- WORK TO BE COMPLETED -
Please state in a single number how many lines of the entries below include the word "path".

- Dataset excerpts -
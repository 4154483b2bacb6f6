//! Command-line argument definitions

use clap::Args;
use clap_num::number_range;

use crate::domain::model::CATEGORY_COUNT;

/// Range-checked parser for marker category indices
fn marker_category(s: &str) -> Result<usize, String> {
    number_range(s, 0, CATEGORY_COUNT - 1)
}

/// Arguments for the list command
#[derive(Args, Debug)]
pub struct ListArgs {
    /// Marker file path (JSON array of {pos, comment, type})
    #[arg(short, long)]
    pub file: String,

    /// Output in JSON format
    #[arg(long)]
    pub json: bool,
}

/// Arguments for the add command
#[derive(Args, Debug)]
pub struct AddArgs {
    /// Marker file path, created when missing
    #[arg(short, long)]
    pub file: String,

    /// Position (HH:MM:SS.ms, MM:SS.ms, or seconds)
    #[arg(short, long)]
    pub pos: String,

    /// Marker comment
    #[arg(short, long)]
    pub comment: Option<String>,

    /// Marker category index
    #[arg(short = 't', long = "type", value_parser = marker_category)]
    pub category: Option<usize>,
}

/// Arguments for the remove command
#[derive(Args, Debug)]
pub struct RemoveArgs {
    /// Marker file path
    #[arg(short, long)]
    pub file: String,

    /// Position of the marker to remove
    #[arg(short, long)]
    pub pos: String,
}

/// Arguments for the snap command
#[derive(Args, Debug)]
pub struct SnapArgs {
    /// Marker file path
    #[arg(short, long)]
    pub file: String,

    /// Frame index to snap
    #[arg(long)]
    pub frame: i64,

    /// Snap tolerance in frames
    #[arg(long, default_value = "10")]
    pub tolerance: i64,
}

- OUTPUT OF THE EXERCISE -
4